===== RECORDS SUPPLIED

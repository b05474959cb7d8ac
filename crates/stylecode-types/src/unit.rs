//! Unit tags.
//!
//! Each unit has a stable 32-bit code that is written verbatim into style
//! bytecode. Codes are grouped by class bits so a class test is a mask.

const CLASS_PERCENT: u32 = 1 << 8;
const CLASS_ANGLE: u32 = 1 << 9;
const CLASS_TIME: u32 = 1 << 10;
const CLASS_FREQ: u32 = 1 << 11;
const CLASS_RESOLUTION: u32 = 1 << 12;
const CLASS_FLEX: u32 = 1 << 13;
const CLASS_NUMBER: u32 = 1 << 14;

/// A CSS unit.
#[derive(Debug, Clone, Copy, PartialEq, Eq, Hash)]
#[repr(u32)]
pub enum Unit {
    Px = 0x00,
    Ex = 0x01,
    Em = 0x02,
    In = 0x03,
    Cm = 0x04,
    Mm = 0x05,
    Pt = 0x06,
    Pc = 0x07,
    Q = 0x08,
    Ch = 0x09,
    Rem = 0x0a,
    Vw = 0x0b,
    Vh = 0x0c,
    Vmin = 0x0d,
    Vmax = 0x0e,
    Percent = CLASS_PERCENT,
    Deg = CLASS_ANGLE,
    Grad = CLASS_ANGLE | 0x01,
    Rad = CLASS_ANGLE | 0x02,
    Turn = CLASS_ANGLE | 0x03,
    Ms = CLASS_TIME,
    S = CLASS_TIME | 0x01,
    Hz = CLASS_FREQ,
    Khz = CLASS_FREQ | 0x01,
    Dpi = CLASS_RESOLUTION,
    Dpcm = CLASS_RESOLUTION | 0x01,
    Dppx = CLASS_RESOLUTION | 0x02,
    Fr = CLASS_FLEX,
    Number = CLASS_NUMBER,
}

/// The class a unit belongs to. Property grammars accept or reject whole
/// classes.
#[derive(Debug, Clone, Copy, PartialEq, Eq, Hash)]
pub enum UnitClass {
    Length,
    Percentage,
    Angle,
    Time,
    Frequency,
    Resolution,
    Flex,
    Number,
}

impl Unit {
    const ALL: [Unit; 29] = [
        Unit::Px,
        Unit::Ex,
        Unit::Em,
        Unit::In,
        Unit::Cm,
        Unit::Mm,
        Unit::Pt,
        Unit::Pc,
        Unit::Q,
        Unit::Ch,
        Unit::Rem,
        Unit::Vw,
        Unit::Vh,
        Unit::Vmin,
        Unit::Vmax,
        Unit::Percent,
        Unit::Deg,
        Unit::Grad,
        Unit::Rad,
        Unit::Turn,
        Unit::Ms,
        Unit::S,
        Unit::Hz,
        Unit::Khz,
        Unit::Dpi,
        Unit::Dpcm,
        Unit::Dppx,
        Unit::Fr,
        Unit::Number,
    ];

    /// The bytecode word for this unit.
    pub const fn to_word(self) -> u32 {
        self as u32
    }

    /// Decode a bytecode word.
    pub fn from_word(word: u32) -> Option<Unit> {
        Self::ALL.iter().copied().find(|u| u.to_word() == word)
    }

    pub fn class(self) -> UnitClass {
        let code = self.to_word();
        if code & CLASS_NUMBER != 0 {
            UnitClass::Number
        } else if code & CLASS_FLEX != 0 {
            UnitClass::Flex
        } else if code & CLASS_RESOLUTION != 0 {
            UnitClass::Resolution
        } else if code & CLASS_FREQ != 0 {
            UnitClass::Frequency
        } else if code & CLASS_TIME != 0 {
            UnitClass::Time
        } else if code & CLASS_ANGLE != 0 {
            UnitClass::Angle
        } else if code & CLASS_PERCENT != 0 {
            UnitClass::Percentage
        } else {
            UnitClass::Length
        }
    }

    /// `true` for lengths and percentages.
    pub fn is_length_percentage(self) -> bool {
        matches!(self.class(), UnitClass::Length | UnitClass::Percentage)
    }

    /// Look up a unit suffix, ignoring ASCII case.
    pub fn from_keyword(keyword: &str) -> Option<Unit> {
        let unit = match keyword.to_ascii_lowercase().as_str() {
            "px" => Unit::Px,
            "ex" => Unit::Ex,
            "em" => Unit::Em,
            "in" => Unit::In,
            "cm" => Unit::Cm,
            "mm" => Unit::Mm,
            "pt" => Unit::Pt,
            "pc" => Unit::Pc,
            "q" => Unit::Q,
            "ch" => Unit::Ch,
            "rem" => Unit::Rem,
            "vw" => Unit::Vw,
            "vh" => Unit::Vh,
            "vmin" => Unit::Vmin,
            "vmax" => Unit::Vmax,
            "deg" => Unit::Deg,
            "grad" => Unit::Grad,
            "rad" => Unit::Rad,
            "turn" => Unit::Turn,
            "ms" => Unit::Ms,
            "s" => Unit::S,
            "hz" => Unit::Hz,
            "khz" => Unit::Khz,
            "dpi" => Unit::Dpi,
            "dpcm" => Unit::Dpcm,
            "dppx" => Unit::Dppx,
            "fr" => Unit::Fr,
            _ => return None,
        };
        Some(unit)
    }

    /// Suffix used when printing a value. Empty for [`Unit::Number`].
    pub const fn suffix(self) -> &'static str {
        match self {
            Unit::Px => "px",
            Unit::Ex => "ex",
            Unit::Em => "em",
            Unit::In => "in",
            Unit::Cm => "cm",
            Unit::Mm => "mm",
            Unit::Pt => "pt",
            Unit::Pc => "pc",
            Unit::Q => "q",
            Unit::Ch => "ch",
            Unit::Rem => "rem",
            Unit::Vw => "vw",
            Unit::Vh => "vh",
            Unit::Vmin => "vmin",
            Unit::Vmax => "vmax",
            Unit::Percent => "%",
            Unit::Deg => "deg",
            Unit::Grad => "grad",
            Unit::Rad => "rad",
            Unit::Turn => "turn",
            Unit::Ms => "ms",
            Unit::S => "s",
            Unit::Hz => "hz",
            Unit::Khz => "khz",
            Unit::Dpi => "dpi",
            Unit::Dpcm => "dpcm",
            Unit::Dppx => "dppx",
            Unit::Fr => "fr",
            Unit::Number => "",
        }
    }
}
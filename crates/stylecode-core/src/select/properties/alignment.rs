//! Cascade for `align-content` and `justify-content`.

use stylecode_types::CssError;

use crate::bytecode::opcodes::*;
use crate::bytecode::{BytecodeReader, Opv, StringTable, malformed};
use crate::computed::{AlignContent, JustifyContent};
use crate::select::{SelectState, cascaded};

property_handler!(ALIGN_CONTENT, align_content, cascade_align_content);
property_handler!(JUSTIFY_CONTENT, justify_content, cascade_justify_content);

fn cascade_align_content(
    opv: Opv,
    _reader: &mut BytecodeReader<'_>,
    _strings: &StringTable,
    state: &mut SelectState,
) -> Result<(), CssError> {
    let value = cascaded(opv, || {
        Ok(match opv.value() {
            ALIGN_CONTENT_STRETCH => AlignContent::Stretch,
            ALIGN_CONTENT_FLEX_START => AlignContent::FlexStart,
            ALIGN_CONTENT_FLEX_END => AlignContent::FlexEnd,
            ALIGN_CONTENT_CENTER => AlignContent::Center,
            ALIGN_CONTENT_SPACE_BETWEEN => AlignContent::SpaceBetween,
            ALIGN_CONTENT_SPACE_AROUND => AlignContent::SpaceAround,
            ALIGN_CONTENT_SPACE_EVENLY => AlignContent::SpaceEvenly,
            other => malformed(format_args!("align-content value {other:#x}")),
        })
    })?;
    state.apply(opv, value, |style| &mut style.align_content);
    Ok(())
}

fn cascade_justify_content(
    opv: Opv,
    _reader: &mut BytecodeReader<'_>,
    _strings: &StringTable,
    state: &mut SelectState,
) -> Result<(), CssError> {
    let value = cascaded(opv, || {
        Ok(match opv.value() {
            JUSTIFY_CONTENT_FLEX_START => JustifyContent::FlexStart,
            JUSTIFY_CONTENT_FLEX_END => JustifyContent::FlexEnd,
            JUSTIFY_CONTENT_CENTER => JustifyContent::Center,
            JUSTIFY_CONTENT_SPACE_BETWEEN => JustifyContent::SpaceBetween,
            JUSTIFY_CONTENT_SPACE_AROUND => JustifyContent::SpaceAround,
            JUSTIFY_CONTENT_SPACE_EVENLY => JustifyContent::SpaceEvenly,
            other => malformed(format_args!("justify-content value {other:#x}")),
        })
    })?;
    state.apply(opv, value, |style| &mut style.justify_content);
    Ok(())
}

#[cfg(test)]
mod tests {
    use stylecode_types::Origin;

    use crate::computed::{AlignContent, JustifyContent, Slot};
    use crate::select::SelectState;
    use crate::test_utils::cascade_text;

    #[test]
    fn place_content_sets_both() {
        let mut state = SelectState::new();
        cascade_text(&mut state, "place-content: space-around", Origin::Author, 0);
        let style = state.finish();
        assert_eq!(style.align_content, Slot::Set(AlignContent::SpaceAround));
        assert_eq!(style.justify_content, Slot::Set(JustifyContent::SpaceAround));
    }

    #[test]
    fn invalid_place_content_leaves_initial_values() {
        let mut state = SelectState::new();
        cascade_text(&mut state, "place-content: stretch", Origin::Author, 0);
        assert_eq!(state.finish(), Default::default());
    }
}
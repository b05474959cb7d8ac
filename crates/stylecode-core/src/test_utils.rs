//! Helpers shared by the unit tests.

use stylecode_types::{CssError, Fixed, Origin, Unit};

use crate::bytecode::StyleBuffer;
use crate::cursor::TokenCursor;
use crate::lexer::tokenize;
use crate::parse::{ParseContext, PropertyParser, parse_declaration_list};
use crate::select::SelectState;

const SENTINEL: u32 = 0xfeed;

/// Run `parser` over `text` with a default context. Returns the emitted
/// words and the number of tokens consumed.
pub fn run_parser(parser: PropertyParser, text: &str) -> Result<(StyleBuffer, usize), CssError> {
    run_parser_with(&mut ParseContext::default(), parser, text)
}

pub fn run_parser_with(
    ctx: &mut ParseContext,
    parser: PropertyParser,
    text: &str,
) -> Result<(StyleBuffer, usize), CssError> {
    let tokens = tokenize(text);
    let mut cursor = TokenCursor::new(&tokens);
    let mut out = StyleBuffer::new();
    parser(ctx, &mut cursor, &mut out)?;
    Ok((out, cursor.position()))
}

/// Assert that `parser` rejects `text` and leaves cursor and buffer alone.
#[track_caller]
pub fn assert_rejected(parser: PropertyParser, text: &str) {
    let tokens = tokenize(text);
    let mut cursor = TokenCursor::new(&tokens);
    let mut out = StyleBuffer::new();
    out.append(SENTINEL).unwrap();
    let result = parser(&mut ParseContext::default(), &mut cursor, &mut out);
    assert_eq!(result, Err(CssError::Invalid), "{text:?} should be rejected");
    assert_eq!(cursor.position(), 0, "{text:?} moved the cursor");
    assert_eq!(out.words(), &[SENTINEL], "{text:?} left words behind");
}

/// Decode consecutive `(value, unit)` operand pairs.
pub fn decode_lengths(words: &[u32]) -> Vec<(Fixed, Unit)> {
    assert_eq!(words.len() % 2, 0, "odd operand count");
    words
        .chunks_exact(2)
        .map(|pair| (Fixed::from_raw(pair[0] as i32), Unit::from_word(pair[1]).unwrap()))
        .collect()
}

/// Parse `text` as a declaration list and cascade it into `state`.
pub fn cascade_text(state: &mut SelectState, text: &str, origin: Origin, specificity: u32) {
    let mut ctx = ParseContext::default();
    let style = parse_declaration_list(&mut ctx, &tokenize(text)).unwrap();
    state.cascade(&style, ctx.strings(), origin, specificity).unwrap();
}
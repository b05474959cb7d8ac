//! Property parsers: token stream in, style bytecode out.
//!
//! Every parser has the [`PropertyParser`] shape. On `Ok` the cursor sits
//! just past the value it recognized; on any error the cursor and the
//! output buffer are back where they were on entry.

mod declaration;
pub mod properties;
pub mod utils;

pub use declaration::{parse_declaration_list, parse_property};

use stylecode_types::CssError;
use stylecode_types::config::EngineConfig;

use crate::bytecode::{StringTable, StyleBuffer};
use crate::cursor::TokenCursor;

/// Signature shared by every property parser.
pub type PropertyParser =
    fn(&mut ParseContext, &mut TokenCursor<'_>, &mut StyleBuffer) -> Result<(), CssError>;

/// Resolves a `url()` reference against the stylesheet's base URL.
pub trait UrlResolver {
    fn resolve(&self, base: &str, reference: &str) -> Result<String, CssError>;
}

/// Plain textual resolution: absolute references pass through, relative
/// ones replace the last path segment of the base.
#[derive(Debug, Clone, Copy, Default)]
pub struct BaseUrlResolver;

impl UrlResolver for BaseUrlResolver {
    fn resolve(&self, base: &str, reference: &str) -> Result<String, CssError> {
        let has_scheme = reference
            .split_once(':')
            .is_some_and(|(scheme, _)| !scheme.is_empty() && !scheme.contains('/'));
        if has_scheme {
            return Ok(reference.to_string());
        }
        let authority_end = base.find("://").map(|i| i + 3);
        if reference.starts_with('/') {
            if let Some(start) = authority_end {
                let host_end = base[start..].find('/').map_or(base.len(), |i| start + i);
                return Ok(format!("{}{reference}", &base[..host_end]));
            }
            return Ok(reference.to_string());
        }
        match base.rfind('/') {
            Some(slash) if authority_end.is_none_or(|start| slash >= start) => {
                Ok(format!("{}{reference}", &base[..=slash]))
            },
            _ if authority_end.is_some() => Ok(format!("{base}/{reference}")),
            _ => Ok(reference.to_string()),
        }
    }
}

/// State shared by the parsers of one stylesheet.
pub struct ParseContext {
    base_url: String,
    resolver: Box<dyn UrlResolver>,
    strings: StringTable,
    buffer_limit: Option<usize>,
}

impl ParseContext {
    pub fn new(config: &EngineConfig) -> Self {
        Self::with_resolver(config, Box::new(BaseUrlResolver))
    }

    pub fn with_resolver(config: &EngineConfig, resolver: Box<dyn UrlResolver>) -> Self {
        Self {
            base_url: config.base_url.clone(),
            resolver,
            strings: StringTable::new(),
            buffer_limit: config.buffer_limit,
        }
    }

    pub fn base_url(&self) -> &str {
        &self.base_url
    }

    /// Strings referenced by the bytecode produced so far.
    pub fn strings(&self) -> &StringTable {
        &self.strings
    }

    pub fn into_strings(self) -> StringTable {
        self.strings
    }

    /// An empty buffer carrying the configured word limit.
    pub fn new_buffer(&self) -> StyleBuffer {
        StyleBuffer::with_limit(self.buffer_limit)
    }

    /// Resolve `reference` and intern the result.
    pub(crate) fn add_url(&mut self, reference: &str) -> Result<u32, CssError> {
        let resolved = self.resolver.resolve(&self.base_url, reference)?;
        self.strings.add(&resolved)
    }
}

impl Default for ParseContext {
    fn default() -> Self {
        Self::new(&EngineConfig::default())
    }
}

/// Run `body`, restoring the cursor and truncating `out` if it fails.
pub(crate) fn transaction<'a, F>(
    cursor: &mut TokenCursor<'a>,
    out: &mut StyleBuffer,
    body: F,
) -> Result<(), CssError>
where
    F: FnOnce(&mut TokenCursor<'a>, &mut StyleBuffer) -> Result<(), CssError>,
{
    let mark = cursor.mark();
    let len = out.len();
    let result = body(cursor, out);
    if result.is_err() {
        cursor.reset(mark);
        out.truncate(len);
    }
    result
}

/// Look up the parser for a property or shorthand name, ignoring ASCII case.
pub fn property_parser(name: &str) -> Option<PropertyParser> {
    use properties::*;

    let parser: PropertyParser = match name.to_ascii_lowercase().as_str() {
        "align-content" => alignment::parse_align_content,
        "justify-content" => alignment::parse_justify_content,
        "place-content" => alignment::parse_place_content,
        "background-image" => background::parse_background_image,
        "row-gap" => gap::parse_row_gap,
        "column-gap" => gap::parse_column_gap,
        "gap" => gap::parse_gap,
        "grid-row-start" => grid::parse_grid_row_start,
        "grid-row-end" => grid::parse_grid_row_end,
        "grid-column-start" => grid::parse_grid_column_start,
        "grid-column-end" => grid::parse_grid_column_end,
        "grid-row" => grid::parse_grid_row,
        "grid-column" => grid::parse_grid_column,
        "grid-area" => grid::parse_grid_area,
        "grid-auto-flow" => grid::parse_grid_auto_flow,
        "grid-template-rows" => grid_template::parse_grid_template_rows,
        "grid-template-columns" => grid_template::parse_grid_template_columns,
        "object-fit" => object::parse_object_fit,
        "object-position" => object::parse_object_position,
        "transform" => transform::parse_transform,
        _ => return None,
    };
    Some(parser)
}

/// Every name [`property_parser`] accepts.
pub const PROPERTY_NAMES: [&str; 20] = [
    "align-content",
    "justify-content",
    "place-content",
    "background-image",
    "row-gap",
    "column-gap",
    "gap",
    "grid-row-start",
    "grid-row-end",
    "grid-column-start",
    "grid-column-end",
    "grid-row",
    "grid-column",
    "grid-area",
    "grid-auto-flow",
    "grid-template-rows",
    "grid-template-columns",
    "object-fit",
    "object-position",
    "transform",
];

==========

■ **TO DO**: State, as a bare number, how many lines of the material include the string "position".

■ **YOUR SOLUTION**: 4